Journal of Oceanography, Vol. 55 (No. 6), pp. 731-745, 1999
Atsushi Suzuki1 and Hodaka Kawahata1,2
1Marine Geology Department, Geological Survey of Japan, Tsukuba 305-8567, Japan
2Graduate School of Science, Tohoku University, Sendai 980-8578, Japan
(Received 17 August 1998; in revised form 24 November 1998; accepted 26 November 1998)
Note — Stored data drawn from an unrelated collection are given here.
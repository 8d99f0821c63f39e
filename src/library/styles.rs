//! Colour-returning styles. `...L` variants are transparent layers.

use super::functions::{int_expr, SMOOTH_STEP};
use super::{color_arg, effect_arg, int_arg, layer, raw_int_arg, style, variadic};
use crate::ast::{ExpressionNode, Value};
use crate::names::{Color, Effect};
use crate::types::Signature;
use std::sync::Arc;

/// `SmoothStep<Int<16384>,Int<24000>>`, the firmware's default stab shape.
fn stab_shape() -> Value {
    let mut node = ExpressionNode::new(Arc::clone(&SMOOTH_STEP));
    node.bind(0, Some(int_expr(16384)));
    node.bind(1, Some(int_expr(24000)));
    Value::Expression(node)
}

pub(crate) fn signatures() -> Vec<Arc<Signature>> {
    [
        style(
            "Rgb",
            "RGB Color",
            vec![raw_int_arg("Red"), raw_int_arg("Green"), raw_int_arg("Blue")],
        ),
        style(
            "Mix",
            "Mix",
            vec![int_arg("Input"), variadic(color_arg("Color"))],
        ),
        style("Gradient", "Gradient", vec![variadic(color_arg("Color"))]),
        style(
            "Layers",
            "Layers",
            vec![color_arg("Base Color"), variadic(color_arg("Layer"))],
        ),
        layer(
            "AlphaL",
            "Transparency",
            vec![color_arg("Color"), int_arg("Value")],
        ),
        layer(
            "AlphaMixL",
            "Mix With Transparency",
            vec![int_arg("Input"), variadic(color_arg("Color"))],
        ),
        layer(
            "AudioFlickerL",
            "Audio Flicker",
            vec![color_arg("Flicker Color")],
        ),
        style(
            "AudioFlicker",
            "Audio Flicker",
            vec![color_arg("Base Color"), color_arg("Flicker Color")],
        ),
        style(
            "Blast",
            "Blast",
            vec![
                color_arg("Base Color"),
                color_arg("Blast Color"),
                raw_int_arg("Fadeout Time (ms)").with_default(200),
                raw_int_arg("Wave Size").with_default(100),
                raw_int_arg("Wave Time (ms)").with_default(400),
                effect_arg("Trigger Effect").with_default(Effect::Blast),
            ],
        ),
        layer(
            "BlastL",
            "Blast",
            vec![
                color_arg("Blast Color"),
                raw_int_arg("Fadeout Time (ms)").with_default(200),
                raw_int_arg("Wave Size").with_default(100),
                raw_int_arg("Wave Time (ms)").with_default(400),
                effect_arg("Trigger Effect").with_default(Effect::Blast),
            ],
        ),
        layer(
            "BlastFadeoutL",
            "Blast Fadeout",
            vec![
                color_arg("Blast Color"),
                raw_int_arg("Fadeout Time (ms)").with_default(250),
                effect_arg("Trigger Effect").with_default(Effect::Blast),
            ],
        ),
        style(
            "BlastFadeout",
            "Blast Fadeout",
            vec![
                color_arg("Base Color"),
                color_arg("Blast Color"),
                raw_int_arg("Fadeout Time (ms)").with_default(250),
                effect_arg("Trigger Effect").with_default(Effect::Blast),
            ],
        ),
        layer(
            "OriginalBlastL",
            "Original Blast",
            vec![
                color_arg("Blast Color"),
                effect_arg("Trigger Effect").with_default(Effect::Blast),
            ],
        ),
        style(
            "OriginalBlast",
            "Original Blast",
            vec![
                color_arg("Base Color"),
                color_arg("Blast Color"),
                effect_arg("Trigger Effect").with_default(Effect::Blast),
            ],
        ),
        layer(
            "BlinkingL",
            "Blinking",
            vec![
                color_arg("Blink Color"),
                int_arg("Blink Time (ms)"),
                int_arg("Distribution"),
            ],
        ),
        style(
            "BlinkingX",
            "Blinking",
            vec![
                color_arg("Color 1"),
                color_arg("Color 2"),
                int_arg("Blink Time (ms)"),
                int_arg("Distribution"),
            ],
        ),
        style(
            "Blinking",
            "Blinking",
            vec![
                color_arg("Color 1"),
                color_arg("Color 2"),
                raw_int_arg("Blink Time (ms)"),
                raw_int_arg("Distribution").with_default(500),
            ],
        ),
        layer(
            "BrownNoiseFlickerL",
            "Brown Noise Flicker",
            vec![color_arg("Flicker Color"), int_arg("Grade")],
        ),
        style(
            "BrownNoiseFlicker",
            "Brown Noise Flicker",
            vec![
                color_arg("Base Color"),
                color_arg("Flicker Color"),
                raw_int_arg("Grade"),
            ],
        ),
        layer(
            "SimpleClashL",
            "Simple Clash",
            vec![
                color_arg("Clash Color"),
                raw_int_arg("Clash Time (ms)").with_default(40),
                effect_arg("Trigger Effect").with_default(Effect::Clash),
                int_arg("Stab Shape").with_default(stab_shape()),
            ],
        ),
        style(
            "SimpleClash",
            "Simple Clash",
            vec![
                color_arg("Base Color"),
                color_arg("Clash Color").with_default(Color::White),
                raw_int_arg("Clash Time (ms)").with_default(40),
                effect_arg("Trigger Effect").with_default(Effect::Clash),
                int_arg("Stab Shape").with_default(stab_shape()),
            ],
        ),
        layer(
            "LocalizedClashL",
            "Localized Clash",
            vec![
                color_arg("Clash Color"),
                raw_int_arg("Clash Time (ms)").with_default(40),
                raw_int_arg("Clash Width (%)").with_default(50),
                effect_arg("Trigger Effect").with_default(Effect::Clash),
            ],
        ),
        style(
            "LocalizedClash",
            "Localized Clash",
            vec![
                color_arg("Base Color"),
                color_arg("Clash Color"),
                raw_int_arg("Clash Time (ms)").with_default(40),
                raw_int_arg("Clash Width (%)").with_default(50),
                effect_arg("Trigger Effect").with_default(Effect::Clash),
            ],
        ),
        style(
            "Pulsing",
            "Pulsing",
            vec![
                color_arg("Color 1"),
                color_arg("Color 2"),
                raw_int_arg("Pulse Time (ms)"),
            ],
        ),
        layer(
            "SyncAltToVarianceL",
            "Sync Alternative and Variance",
            vec![],
        ),
    ]
    .into_iter()
    .map(Arc::new)
    .collect()
}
Abstract: Factors controlling the CO2 system parameters, including the partial pressure of CO2(PCO2) in coral reef waters, were investigated in three mid-oceanic reefs of the Indo-Pacific region. Surface water PCO2 in the lagoons of Majuro Atoll and Palau barrier reef in the Pacific were 25 matm and 48 matm higher than those of the offshore waters, respectively, while South Male Atoll lagoon of the Maldives in the Indian Ocean exhibited relatively small difference in PCO2 compared to the offshore water. Observations from Majuro Atoll and Palau barrier reef are consistent with the view that calcium carbonate production predominates in coral reefs. On the other hand, results from South Male Atoll can be attributed to the thorough flushing of the lagoon, which is connected to the open ocean by numerous deep channels. The offshore-lagoon PCO2 difference depends on system-level net organic-to-inorganic carbon production ratio while reef topography, especially residence time of the lagoon, has a secondary effect on the magnitude of the offshore-lagoon difference. A potential for releasing CO2 might be more evident in an enclosed atoll where the reef water has a longer residence time. Oceanic atoll and barrier reef lagoons, which are in the terminal stage of evolutionary history of oceanic volcanic islands, have the potential to release CO2 to the atmosphere.